12-Year-Old Charged In Carjacking Slaying
Durham, NC – Johnny Danilo Villatoro, 35, was shot and left for dead during a carjacking shortly before 7 pm on Friday. Allegedly he was approached by three youths who asked for a ride. Although he did not know the teens, he gave them a ride, and was shot and carjacked shortly thereafter. Police found him lying in the street. Villatoro died at the hospital. He was married and a father of three.

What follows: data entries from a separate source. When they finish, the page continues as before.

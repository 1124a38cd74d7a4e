//! CRUD round-trips through the repository layer.

use chrono::Utc;
use sqlx::PgPool;

use shortscout_core::channel_risk::{RISK_FORBIDDEN, RISK_WARNING};
use shortscout_core::community::aggregate_reports;
use shortscout_core::heuristic::{AnalysisOutcome, AutomatedAnalysis};
use shortscout_core::grade::recommendation_for;
use shortscout_db::models::analysis_snapshot::UpsertAnalysisSnapshot;
use shortscout_db::models::excluded_channel::CreateExcludedChannel;
use shortscout_db::models::safety_report::CreateSafetyReport;
use shortscout_db::models::title::{CreateTitle, Title, UpdateTitle};
use shortscout_db::repositories::{
    AnalysisSnapshotRepo, ExcludedChannelRepo, SafetyReportRepo, TitleRepo,
};

async fn seed_title(pool: &PgPool, name: &str) -> Title {
    TitleRepo::create(
        pool,
        &CreateTitle {
            kind: "movie".to_string(),
            name: name.to_string(),
            release_date: None,
            rating: Some(8.2),
            audience_count: Some(3_000_000),
        },
    )
    .await
    .unwrap()
}

#[sqlx::test(migrations = "../../db/migrations")]
async fn title_crud(pool: PgPool) {
    let title = seed_title(&pool, "올드보이").await;
    assert_eq!(title.kind, "movie");
    assert_eq!(title.safety_rating_count, 0);
    assert!(!title.admin_recommended);

    let fetched = TitleRepo::find_by_id(&pool, title.id).await.unwrap().unwrap();
    assert_eq!(fetched.name, "올드보이");

    let updated = TitleRepo::update(
        &pool,
        title.id,
        &UpdateTitle {
            admin_recommended: Some(true),
            ..Default::default()
        },
    )
    .await
    .unwrap()
    .unwrap();
    assert!(updated.admin_recommended);
    // Untouched fields keep their values.
    assert_eq!(updated.rating, 8.2);

    assert!(TitleRepo::delete(&pool, title.id).await.unwrap());
    assert!(TitleRepo::find_by_id(&pool, title.id).await.unwrap().is_none());
}

#[sqlx::test(migrations = "../../db/migrations")]
async fn report_append_and_summary_cache(pool: PgPool) {
    let title = seed_title(&pool, "기생충").await;

    for _ in 0..3 {
        SafetyReportRepo::create(
            &pool,
            title.id,
            &CreateSafetyReport {
                shorts_created: true,
                copyright_issue: Some(false),
                shorts_deleted: Some(false),
                months_since_upload: Some(6),
                comment: None,
                is_admin_rating: false,
            },
        )
        .await
        .unwrap();
    }

    let rows = SafetyReportRepo::list_by_title(&pool, title.id).await.unwrap();
    assert_eq!(rows.len(), 3);
    assert_eq!(SafetyReportRepo::count_by_title(&pool, title.id).await.unwrap(), 3);

    // Recompute the summary from rows and cache it, as the API does.
    let now = Utc::now();
    let inputs: Vec<_> = rows.iter().map(|r| r.scoring_input()).collect();
    let summary = aggregate_reports(&inputs, now);
    assert_eq!(summary.score, 9.0);

    TitleRepo::update_safety_cache(&pool, title.id, summary.score, summary.count as i32, now)
        .await
        .unwrap();

    let cached = TitleRepo::find_by_id(&pool, title.id).await.unwrap().unwrap();
    assert_eq!(cached.safety_rating_average, 9.0);
    assert_eq!(cached.safety_rating_count, 3);
    assert!(cached.safety_last_updated.is_some());
}

#[sqlx::test(migrations = "../../db/migrations")]
async fn registry_snapshot_load(pool: PgPool) {
    for (channel_id, risk) in [("UC_official", RISK_FORBIDDEN), ("UC_clips", RISK_WARNING)] {
        ExcludedChannelRepo::create(
            &pool,
            &CreateExcludedChannel {
                channel_id: channel_id.to_string(),
                channel_name: channel_id.to_string(),
                channel_url: None,
                risk_level: risk.to_string(),
                reason: Some("registry test".to_string()),
            },
        )
        .await
        .unwrap();
    }

    let registry = ExcludedChannelRepo::load_registry(&pool).await.unwrap();
    assert_eq!(registry.risk_of("UC_official"), Some(RISK_FORBIDDEN));
    assert_eq!(registry.risk_of("UC_clips"), Some(RISK_WARNING));
    assert_eq!(registry.risk_of("UC_other"), None);
}

#[sqlx::test(migrations = "../../db/migrations")]
async fn snapshot_upsert_overwrites(pool: PgPool) {
    let title = seed_title(&pool, "오징어 게임").await;
    let now = Utc::now();

    // First run: nothing found.
    let empty = UpsertAnalysisSnapshot::from_outcome(
        &AnalysisOutcome::NoVideosFound,
        "#영화 #오징어 게임 shorts",
        now,
    );
    let saved = AnalysisSnapshotRepo::upsert(&pool, title.id, &empty).await.unwrap();
    assert!(saved.no_videos_found);
    assert!(saved.total_score.is_none());
    assert!(saved.grade.is_none());

    // Second run: real analysis replaces the empty one.
    let analysis = AutomatedAnalysis {
        total_postings: 10,
        sampled_count: 10,
        old_count: 8,
        medium_count: 0,
        recent_count: 2,
        earliest_published_at: Some(now),
        unique_channel_count: 10,
        is_forbidden: false,
        forbidden_channels: Vec::new(),
        has_warning_channel: false,
        warning_channels: Vec::new(),
        safety_score: 9,
        competition_score: 8,
        total_score: 8.6,
        recommendation: recommendation_for(8.6, 9, 8),
        analyzed_at: now,
    };
    let body = UpsertAnalysisSnapshot::from_outcome(
        &AnalysisOutcome::Analyzed(analysis),
        "#영화 #오징어 게임 shorts",
        now,
    );
    let replaced = AnalysisSnapshotRepo::upsert(&pool, title.id, &body).await.unwrap();
    assert_eq!(replaced.id, saved.id, "upsert must overwrite, not append");
    assert!(!replaced.no_videos_found);
    assert_eq!(replaced.total_score, Some(8.6));
    assert_eq!(replaced.grade.as_deref(), Some("A"));

    let fetched = AnalysisSnapshotRepo::find_by_title(&pool, title.id)
        .await
        .unwrap()
        .unwrap();
    assert_eq!(fetched.safety_score, Some(9));
}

Carjacking is the crime of attempting or completing the act of taking another individual’s motor vehicle against their will and with the intent of temporarily or permanently depriving them of their property. Carjacking is done in the presence of the motor vehicle owner through the means of force and or fear. All fifty states and the federal government have carjacking laws. The federal government passed an armed carjacking law in 1992. In 1992, Congress passed a law making it a federal crime to use a weapon to steal a motor vehicle. Death that results from a carjacking is a considered a capital crime under federal law.
Therefore, those involved in this case may all be charged with felony murder, regardless of who may have shot and killed Villatoro. Felony murder is when a person is killed during the commission of a felony, even if they had not intended the death, charging all involved in the crime.
North Carolina’s Felony Murder Law § 14-17 is defined: A murder, both first and second degree, perpetrated by means of poison, lying in wait, imprisonment, starving, torture, or by any other kind of willful, deliberate, and premeditated killing, or which shall be committed in the perpetration or attempted perpetration of any arson, rape or a sex offense, robbery, kidnapping, burglary, or other felony committed or attempted with the use of a deadly weapon shall be deemed to be murder in the first degree, a Class A felony. Any person who commits such murder shall be punished with death or imprisonment in the State’s prison for life without parole. Any such person who was under 17 years of age at the time of the murder shall be punished with imprisonment in the State’s prison for life without parole.
NBC News shares that Durham Police have charged 16-year-old Justino Navarette Maya, and two younger girls aged 12 and 14, with murder. Investigators note that the 12-year-old suspect had accidentally shot herself in the stomach and leg, while in the victim’s SUV. Her injuries are not considered life-threatening. Officers found her not long after the carjacking. The vehicle was discovered behind an apartment complex nearby.
Relatives are expressing outrage over the crime, bewildered how these kids were able to get their hands on a firearm.
Twelve is certainly a shocking age for such a crime, but earlier this year Detroit police were looking for a 10-year-old suspect in connection to a carjacking, along with his 16-year-old accomplice.